An often overlooked aspect in the healing of body, mind and soul is quite simply human to human interaction.

Loneliness clearly leads to impairment of all aspects of who we are.  Failure to pick up and nurture new born mammals of all kinds, including us, leads to impaired physical and emotional growth.  It is a sad consequence of war, abuse, neglect and families that adopt children whose early days and months of life were devoid of appropriate human contact are faced with severely dysfunctional children. We just don't develop normally without the human element of touch.

It fascinates me, as well, to realize that the harshest punishment that prisons can impose on their inmates is –solitary confinement.  Who would suppose that the most hardened of criminals, those with clearly deviant interpersonal skills would fear isolation more than anything else.  But perhaps not so surprising since most were deprived of the human element in their formative years.

This truth is demonstrated to me in over 30 years of the clinical practice of medicine. I hear personal stories of loneliness, of separation.  Without verbalizing it I know that they  feel  unable or unworthy of connecting with other human beings.

I have seen this in patients of all ages–young, isolated, feeling unloved and unlovable.  The elderly, many having lost spouses, their children not living nearby or emotionally distant from them.

Clearly their impaired physical state is directly related to their emotional isolation.

Therefore, I often prescribe the human element to them.  Reach out to others, join groups–religious, social, nondenominational. Take classes at local schools. Call old friends.  It doesn't really matter who or what group they join.
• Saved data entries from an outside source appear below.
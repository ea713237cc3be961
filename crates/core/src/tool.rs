//! Tool capabilities and the registry that names them.
//!
//! Tools are what give the agent the ability to act: look up a company,
//! search the web, format a briefing. Each tool is one of two closed
//! capability kinds:
//!
//! - [`ScalarCapability`] — takes a single string
//! - [`StructuredCapability`] — takes a keyed mapping and declares its
//!   fields (accepted key names, defaults) up front
//!
//! The kind decides the tool's [`ArgumentMode`] at registration time, so a
//! descriptor can never disagree with the capability behind it.

use async_trait::async_trait;
use serde::{Deserialize, Serialize};
use std::collections::HashMap;

use crate::error::ToolError;

/// Decoded arguments for a structured tool.
pub type ParsedArguments = serde_json::Map<String, serde_json::Value>;

/// How a tool expects its input.
#[derive(Debug, Clone, Copy, PartialEq, Eq, Serialize, Deserialize)]
#[serde(rename_all = "snake_case")]
pub enum ArgumentMode {
    /// One plain string.
    Scalar,
    /// A keyed mapping, written by the model as a JSON-ish object.
    Structured,
}

impl std::fmt::Display for ArgumentMode {
    fn fmt(&self, f: &mut std::fmt::Formatter<'_>) -> std::fmt::Result {
        match self {
            Self::Scalar => write!(f, "scalar"),
            Self::Structured => write!(f, "structured"),
        }
    }
}

/// Immutable description of a registered tool.
#[derive(Debug, Clone, PartialEq, Eq, Serialize, Deserialize)]
pub struct ToolDescriptor {
    /// Unique tool name (the identifier the model writes after `Action:`)
    pub name: String,

    /// Whether the tool takes a scalar or a structured input
    pub argument_mode: ArgumentMode,

    /// Description shown to the model
    pub description: String,
}

impl ToolDescriptor {
    /// The `name: description` line embedded in the prompt.
    pub fn prompt_line(&self) -> String {
        format!("{}: {}", self.name, self.description)
    }
}

/// The shape of a structured field's value.
#[derive(Debug, Clone, Copy, PartialEq, Eq)]
pub enum FieldKind {
    /// A string (other scalars are stringified).
    Text,
    /// A nested mapping.
    Mapping,
}

/// One logical field of a structured tool's input.
#[derive(Debug, Clone)]
pub struct FieldSpec {
    /// Canonical field name, also the first accepted key.
    pub name: &'static str,

    /// Additional accepted key names, in priority order.
    pub aliases: Vec<&'static str>,

    /// Expected value shape.
    pub kind: FieldKind,

    /// Value used when no accepted key is present. `None` = required.
    pub default: Option<serde_json::Value>,
}

impl FieldSpec {
    /// A required text field.
    pub fn required(name: &'static str) -> Self {
        Self {
            name,
            aliases: Vec::new(),
            kind: FieldKind::Text,
            default: None,
        }
    }

    /// An optional field with a default value.
    pub fn optional(name: &'static str, default: serde_json::Value) -> Self {
        Self {
            name,
            aliases: Vec::new(),
            kind: FieldKind::Text,
            default: Some(default),
        }
    }

    /// Accept another key name for this field.
    pub fn alias(mut self, key: &'static str) -> Self {
        self.aliases.push(key);
        self
    }

    /// Mark the field as a nested mapping.
    pub fn mapping(mut self) -> Self {
        self.kind = FieldKind::Mapping;
        self
    }

    /// All accepted keys, canonical name first.
    pub fn keys(&self) -> impl Iterator<Item = &'static str> + '_ {
        std::iter::once(self.name).chain(self.aliases.iter().copied())
    }

    pub fn is_required(&self) -> bool {
        self.default.is_none()
    }
}

/// A tool that takes one string.
#[async_trait]
pub trait ScalarCapability: Send + Sync {
    /// The unique name of this tool (e.g., "get_company_info").
    fn name(&self) -> &str;

    /// A description of what this tool does (sent to the model).
    fn description(&self) -> &str;

    /// Run the tool. The input is already stripped of quotes and whitespace.
    async fn invoke(&self, input: &str) -> std::result::Result<serde_json::Value, ToolError>;
}

/// A tool that takes a keyed mapping.
#[async_trait]
pub trait StructuredCapability: Send + Sync {
    /// The unique name of this tool (e.g., "translate_document").
    fn name(&self) -> &str;

    /// A description of what this tool does (sent to the model).
    fn description(&self) -> &str;

    /// The fields this tool reads, with their aliases and defaults.
    fn fields(&self) -> Vec<FieldSpec>;

    /// Run the tool. Every declared field is present under its canonical
    /// name; undeclared keys are dropped.
    async fn invoke(
        &self,
        arguments: ParsedArguments,
    ) -> std::result::Result<serde_json::Value, ToolError>;
}

/// A registered tool, discriminated by argument kind.
pub enum Capability {
    Scalar(Box<dyn ScalarCapability>),
    Structured(Box<dyn StructuredCapability>),
}

impl Capability {
    pub fn name(&self) -> &str {
        match self {
            Self::Scalar(tool) => tool.name(),
            Self::Structured(tool) => tool.name(),
        }
    }

    pub fn description(&self) -> &str {
        match self {
            Self::Scalar(tool) => tool.description(),
            Self::Structured(tool) => tool.description(),
        }
    }

    pub fn argument_mode(&self) -> ArgumentMode {
        match self {
            Self::Scalar(_) => ArgumentMode::Scalar,
            Self::Structured(_) => ArgumentMode::Structured,
        }
    }

    fn descriptor(&self) -> ToolDescriptor {
        ToolDescriptor {
            name: self.name().to_string(),
            argument_mode: self.argument_mode(),
            description: self.description().to_string(),
        }
    }
}

struct Entry {
    descriptor: ToolDescriptor,
    capability: Capability,
}

/// An ordered registry of available tools.
///
/// Registration order is preserved: it is the order in which tools are
/// described to the model, so it must be stable for the process lifetime.
pub struct ToolRegistry {
    entries: Vec<Entry>,
    index: HashMap<String, usize>,
}

impl ToolRegistry {
    pub fn new() -> Self {
        Self {
            entries: Vec::new(),
            index: HashMap::new(),
        }
    }

    /// Register a tool. Names must be unique.
    pub fn register(&mut self, capability: Capability) -> std::result::Result<(), ToolError> {
        let descriptor = capability.descriptor();
        if self.index.contains_key(&descriptor.name) {
            return Err(ToolError::DuplicateTool(descriptor.name));
        }
        self.index.insert(descriptor.name.clone(), self.entries.len());
        self.entries.push(Entry {
            descriptor,
            capability,
        });
        Ok(())
    }

    /// Register a scalar tool.
    pub fn register_scalar(
        &mut self,
        tool: impl ScalarCapability + 'static,
    ) -> std::result::Result<(), ToolError> {
        self.register(Capability::Scalar(Box::new(tool)))
    }

    /// Register a structured tool.
    pub fn register_structured(
        &mut self,
        tool: impl StructuredCapability + 'static,
    ) -> std::result::Result<(), ToolError> {
        self.register(Capability::Structured(Box::new(tool)))
    }

    /// Look up a tool's descriptor by name.
    pub fn lookup(&self, name: &str) -> std::result::Result<&ToolDescriptor, ToolError> {
        self.index
            .get(name)
            .map(|&i| &self.entries[i].descriptor)
            .ok_or_else(|| ToolError::NotFound(name.to_string()))
    }

    /// Get the capability behind a tool name.
    pub fn capability(&self, name: &str) -> Option<&Capability> {
        self.index.get(name).map(|&i| &self.entries[i].capability)
    }

    /// `name: description` lines in registration order.
    pub fn list_descriptions(&self) -> Vec<String> {
        self.entries
            .iter()
            .map(|e| e.descriptor.prompt_line())
            .collect()
    }

    /// All descriptors in registration order.
    pub fn descriptors(&self) -> impl Iterator<Item = &ToolDescriptor> {
        self.entries.iter().map(|e| &e.descriptor)
    }

    /// All registered tool names in registration order.
    pub fn names(&self) -> Vec<&str> {
        self.entries
            .iter()
            .map(|e| e.descriptor.name.as_str())
            .collect()
    }

    pub fn len(&self) -> usize {
        self.entries.len()
    }

    pub fn is_empty(&self) -> bool {
        self.entries.is_empty()
    }
}

impl Default for ToolRegistry {
    fn default() -> Self {
        Self::new()
    }
}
It makes a huge difference.  I have seen the results.  Physical improvement correlates with emotional and spiritual healing. 

It is all connected.



  1. Do you see this manifest in certain types of GI complaints more than others? Has the human touch benefited those same patients more than others?
    Thank you

  2. Hi Ted
    I can only speak from my clincial experience in dealing with GI patients and clearly the answer is yes. The mind/body element in IBS in particular is clearly enormous and I have found that directing patients towards more such support is clinically helpful to them.